■ Exercise description
Find each line in the following listing that has the string "initial", then state the count and nothing else.

#### The data

//! Settings sections of the application configuration
//!
//! # Main Types
//!
//! - [`RecordingConfig`] - Where and how recordings are saved
//! - [`PlaybackConfig`] - How recordings are replayed
//! - [`LoggingConfig`] - Log filter and optional log directory

use serde::{Deserialize, Serialize};
use std::path::PathBuf;

/// Slowest allowed playback speed multiplier
pub const MIN_PLAYBACK_SPEED: f64 = 0.1;

/// Fastest allowed playback speed multiplier
pub const MAX_PLAYBACK_SPEED: f64 = 10.0;

/// Settings for recording sessions and the files they produce
#[derive(Debug, Clone, PartialEq, Serialize, Deserialize)]
#[serde(default)]
pub struct RecordingConfig {
    /// Directory history files are written to
    pub history_dir: PathBuf,

    /// File name prefix for new recordings
    pub file_prefix: String,

    /// chrono format string for the timestamp part of the file name
    pub timestamp_format: String,

    /// File extension, without the dot
    pub file_extension: String,

    /// Smallest value difference that counts as a change (0.0 = exact)
    pub change_tolerance: f64,
}

impl Default for RecordingConfig {
    fn default() -> Self {
        Self {
            history_dir: super::default_history_dir(),
            file_prefix: "robotRec-".to_string(),
            timestamp_format: "%y%m%d_%H%M%S".to_string(),
            file_extension: "txt".to_string(),
            change_tolerance: 0.0,
        }
    }
}

/// Settings for replaying recordings
#[derive(Debug, Clone, PartialEq, Serialize, Deserialize)]
#[serde(default)]
pub struct PlaybackConfig {
    /// Speed multiplier (1.0 = real-time, 2.0 = twice as fast)
    pub speed: f64,
}

impl PlaybackConfig {
    /// Speed clamped to the supported range; NaN means real time
    pub fn effective_speed(&self) -> f64 {
        if self.speed.is_nan() {
            return 1.0;
        }
        self.speed.clamp(MIN_PLAYBACK_SPEED, MAX_PLAYBACK_SPEED)
    }
}

impl Default for PlaybackConfig {
    fn default() -> Self {
        Self { speed: 1.0 }
    }
}

/// Settings for the tracing subscriber
#[derive(Debug, Clone, PartialEq, Serialize, Deserialize)]
#[serde(default)]
pub struct LoggingConfig {
    /// Filter directive used when `RUST_LOG` is not set
    pub filter: String,

    /// Write a daily-rolling log file here as well as to stderr
    pub log_dir: Option<PathBuf>,
}

impl Default for LoggingConfig {
    fn default() -> Self {
        Self {
            filter: "info,stateplay_rs=debug".to_string(),
            log_dir: None,
        }
    }
}
//! Test data builders for machines and history tables

use stateplay_rs::channel::sim::SimulatedChannel;
use stateplay_rs::{ChannelDirectory, ChannelKind, HistoryRow, HistoryTable};

/// Builder for a directory of simulated channels
///
/// Keeps a handle to every channel so tests can play operator or inspect
/// what playback wrote.
pub struct MachineBuilder {
    channels: Vec<(String, SimulatedChannel)>,
}

impl MachineBuilder {
    pub fn new() -> Self {
        Self {
            channels: Vec::new(),
        }
    }

    pub fn motor(mut self, name: &str, initial: f64) -> Self {
        self.channels
            .push((name.to_string(), SimulatedChannel::new(ChannelKind::Motor, initial)));
        self
    }

    pub fn servo(mut self, name: &str, initial: f64) -> Self {
        self.channels
            .push((name.to_string(), SimulatedChannel::new(ChannelKind::Servo, initial)));
        self
    }

    pub fn build(self) -> Machine {
        let mut directory = ChannelDirectory::new();
        for (name, channel) in &self.channels {
            directory
                .register(name.as_str(), channel.clone())
                .expect("test channel names are valid");
        }
        Machine {
            directory,
            handles: self.channels,
        }
    }
}

/// A built directory plus handles to its channels
pub struct Machine {
    pub directory: ChannelDirectory,
    handles: Vec<(String, SimulatedChannel)>,
}

impl Machine {
    pub fn channel(&self, name: &str) -> &SimulatedChannel {
        self.handles
            .iter()
            .find(|(n, _)| n == name)
            .map(|(_, c)| c)
            .unwrap_or_else(|| panic!("no test channel {}", name))
    }

    pub fn values(&self) -> Vec<f64> {
        self.handles.iter().map(|(_, c)| c.value()).collect()
    }
}

/// Builder for history tables
pub struct TableBuilder {
    table: HistoryTable,
}

impl TableBuilder {
    pub fn new(channels: &[&str]) -> Self {
        Self {
            table: HistoryTable::for_channels(channels.iter().copied()),
        }
    }

    pub fn row(mut self, duration_ms: u64, values: &[f64]) -> Self {
        self.table
            .append_row(HistoryRow::new(duration_ms, values.to_vec()))
            .expect("test rows match the header");
        self
    }

    pub fn build(self) -> HistoryTable {
        self.table
    }
}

########

■ Exercise answer
4